A one-line spoiler-free review of everything I watched in the cinema in August and September 2023
I’ve never really been a movies person, they last too long and I always want the bar/toilet after 20 minutes like at a gig, which stresses me out. But I got myself a BFI and a Picturehouse membership and once a week I try to find the weirdest most ‘Martin’ thing to watch somewhere. But I’ve treated it like watching TV/gigs/football rather than a sacred art event. Boring? I’ll leave. Need a wee or a drink? Go do that. Occasionally you miss the vital two minutes of a movie but then so what? There’s another one next week. It’s been brilliant.
Talk To Me (2022), Danny Philippou and Michael Philippou – I really enjoyed this, it positively zips along and all of the twists and shocks are well integrated into the story, and as an elderly citizen it was fascinating to see phones and social media so centrally welded into a horror story mostly featuring teenagers.
20,000 Leagues Under the Sea (1954), Richard Fleischer – I strongly remember watching this at my gran’s house on telly as a kid and it is an absolute riot of colour and design, with Kirk Douglas hilariously cast in a slapstick action role, but at just over two hours it does drag a bit. There’s lots of “look at us filming our practical effects underwater because we can” padding.
L’immensità (2022), Emanuele Crialese – It is mostly billed as a story of a trans kid in 1970s Rome but it is also quite a harrowing study in domestic abuse, although it does feature one of the most sublime segues from reality into a dream/fantasy dance sequence I’ve ever seen. Both Luana Giuliani and Penélope Cruz absolutely shine in this. A really good movie.
AN ASIDE ABOUT TRANS REPRESENTATION: Interesting to me that this month I saw two films that include trans representation but which take very different approaches to it. Talk To Me features non-binary trans actor Zoe Terakes, who plays a character whose gender identity is never remarked upon, and I didn’t even notice. Authorities in Kuwait did. They banned the fucking film over it. What is the matter with people?

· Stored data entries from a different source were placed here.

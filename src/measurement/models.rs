use chrono::NaiveDateTime;
use diesel::prelude::*;
use serde::{Deserialize, Serialize};
use uuid::Uuid;
use validator::Validate;

#[derive(Debug, Queryable, Selectable, Serialize)]
#[diesel(table_name = crate::schema::measurements)]
#[diesel(check_for_backend(diesel::pg::Pg))]
pub struct Measurement {
    pub id: i32,
    pub user_id: Uuid,
    pub chest: Option<f64>,
    pub waist: Option<f64>,
    pub hip: Option<f64>,
    pub shoulder: Option<f64>,
    pub sleeve_length: Option<f64>,
    pub shirt_length: Option<f64>,
    pub pant_length: Option<f64>,
    pub inseam: Option<f64>,
    pub neck: Option<f64>,
    pub unit: String,
    pub notes: Option<String>,
    pub photo_url: Option<String>,
    pub created_at: NaiveDateTime,
}

#[derive(Debug, Insertable)]
#[diesel(table_name = crate::schema::measurements)]
pub struct NewMeasurement {
    pub user_id: Uuid,
    pub chest: Option<f64>,
    pub waist: Option<f64>,
    pub hip: Option<f64>,
    pub shoulder: Option<f64>,
    pub sleeve_length: Option<f64>,
    pub shirt_length: Option<f64>,
    pub pant_length: Option<f64>,
    pub inseam: Option<f64>,
    pub neck: Option<f64>,
    pub unit: String,
    pub notes: Option<String>,
    pub photo_url: Option<String>,
}

#[derive(Debug, Deserialize, Validate)]
pub struct MeasurementRequest {
    /// Admins may record a measurement on a customer's behalf.
    pub user_id: Option<Uuid>,
    #[validate(range(min = 0.0))]
    pub chest: Option<f64>,
    #[validate(range(min = 0.0))]
    pub waist: Option<f64>,
    #[validate(range(min = 0.0))]
    pub hip: Option<f64>,
    #[validate(range(min = 0.0))]
    pub shoulder: Option<f64>,
    #[validate(range(min = 0.0))]
    pub sleeve_length: Option<f64>,
    #[validate(range(min = 0.0))]
    pub shirt_length: Option<f64>,
    #[validate(range(min = 0.0))]
    pub pant_length: Option<f64>,
    #[validate(range(min = 0.0))]
    pub inseam: Option<f64>,
    #[validate(range(min = 0.0))]
    pub neck: Option<f64>,
    pub unit: Option<String>,
    #[validate(length(max = 1000))]
    pub notes: Option<String>,
    pub photo_url: Option<String>,
}

#[derive(Debug, Deserialize, Validate, AsChangeset)]
#[diesel(table_name = crate::schema::measurements)]
pub struct MeasurementChangeset {
    #[validate(range(min = 0.0))]
    pub chest: Option<f64>,
    #[validate(range(min = 0.0))]
    pub waist: Option<f64>,
    #[validate(range(min = 0.0))]
    pub hip: Option<f64>,
    #[validate(range(min = 0.0))]
    pub shoulder: Option<f64>,
    #[validate(range(min = 0.0))]
    pub sleeve_length: Option<f64>,
    #[validate(range(min = 0.0))]
    pub shirt_length: Option<f64>,
    #[validate(range(min = 0.0))]
    pub pant_length: Option<f64>,
    #[validate(range(min = 0.0))]
    pub inseam: Option<f64>,
    #[validate(range(min = 0.0))]
    pub neck: Option<f64>,
    pub unit: Option<String>,
    #[validate(length(max = 1000))]
    pub notes: Option<String>,
    pub photo_url: Option<String>,
}

impl MeasurementChangeset {
    pub fn is_empty(&self) -> bool {
        self.chest.is_none()
            && self.waist.is_none()
            && self.hip.is_none()
            && self.shoulder.is_none()
            && self.sleeve_length.is_none()
            && self.shirt_length.is_none()
            && self.pant_length.is_none()
            && self.inseam.is_none()
            && self.neck.is_none()
            && self.unit.is_none()
            && self.notes.is_none()
            && self.photo_url.is_none()
    }
}

#[cfg(test)]
mod tests {
    use super::*;

    #[test]
    fn changeset_reports_empty_when_no_field_is_set() {
        let changeset: MeasurementChangeset = serde_json::from_str("{}").unwrap();
        assert!(changeset.is_empty());

        let changeset: MeasurementChangeset = serde_json::from_str(r#"{"chest": 38.5}"#).unwrap();
        assert!(!changeset.is_empty());
    }

    #[test]
    fn negative_measurements_fail_validation() {
        let request: MeasurementRequest = serde_json::from_str(r#"{"waist": -2.0}"#).unwrap();
        assert!(request.validate().is_err());
    }
}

L’immensità featured a main character whose trans identity was central to the film, but director Emanuele Crialese, themselves trans, purposefully cast cis teen girl Luana Giuliani in the role, arguing that if they had cast a trans teen at such a pivotal moment in their own gender identity in a role exploring that experience, it could have been harmful and distressing.
Variety (1985), Bette Gordon – Despite the premise of this being about a woman who starts getting obsessed with the adult entertainment industry in early 80s New York this was deeply unsexy and boring and had an ineffectual citizen detective procedural bolted on to it which I honestly could not have cared less about. Well that’ll learn me not to have walked out after 20 minutes because “surely this will pick up soon”. Reader, it did not.
COUNTERPOINT: This recent interview with director Bette Gordon about the reissue suggests I just didn’t get the point of it at all.
Apocalypse Clown (2023), George Kane – I figured I was either gonna love this or walk out after twenty minutes, fortunately it was the former. Lots of surreal laugh-out-loud moments and an incredible funny topical final pay-off scene.
The Nettle Dress (2023), Dylan Howitt – A soothing meditation on nature and creativity in the face of grief as a man spends years making a nettle dress for his daughter while mourning his father and wife. Has a truly excellent dog in it all the way through.
Vali, the Witch of Positano (1967), Sheldon and Diane Rochlin (now Flame Schon) – Whimsical portrait of proto-hippie-beatnik-counterculture-scenester Vali Myers living rural life in Italy where the locals seem to have assumed she was a witch, an illusion she did nothing to dispel.
The Invasion of Thunderbolt Pagoda (1968), Ira Cohen – Also featuring Vali Myers, this was like watching a psychedelic alien sex ritual through a kaleidoscope, blimey they took a lot of great drugs in the 1960s.
Gasman (1997), Lynne Ramsay – Incredibly bleak vignette of broken family life.
Govan Ghost Story (1989), David Hayman – A strong performance by Tom Watson as a man left on the scrapheap by the closure of Glasgow’s shipbuilding industry and seemingly haunted by every aspect of his life, not just the ghost next door.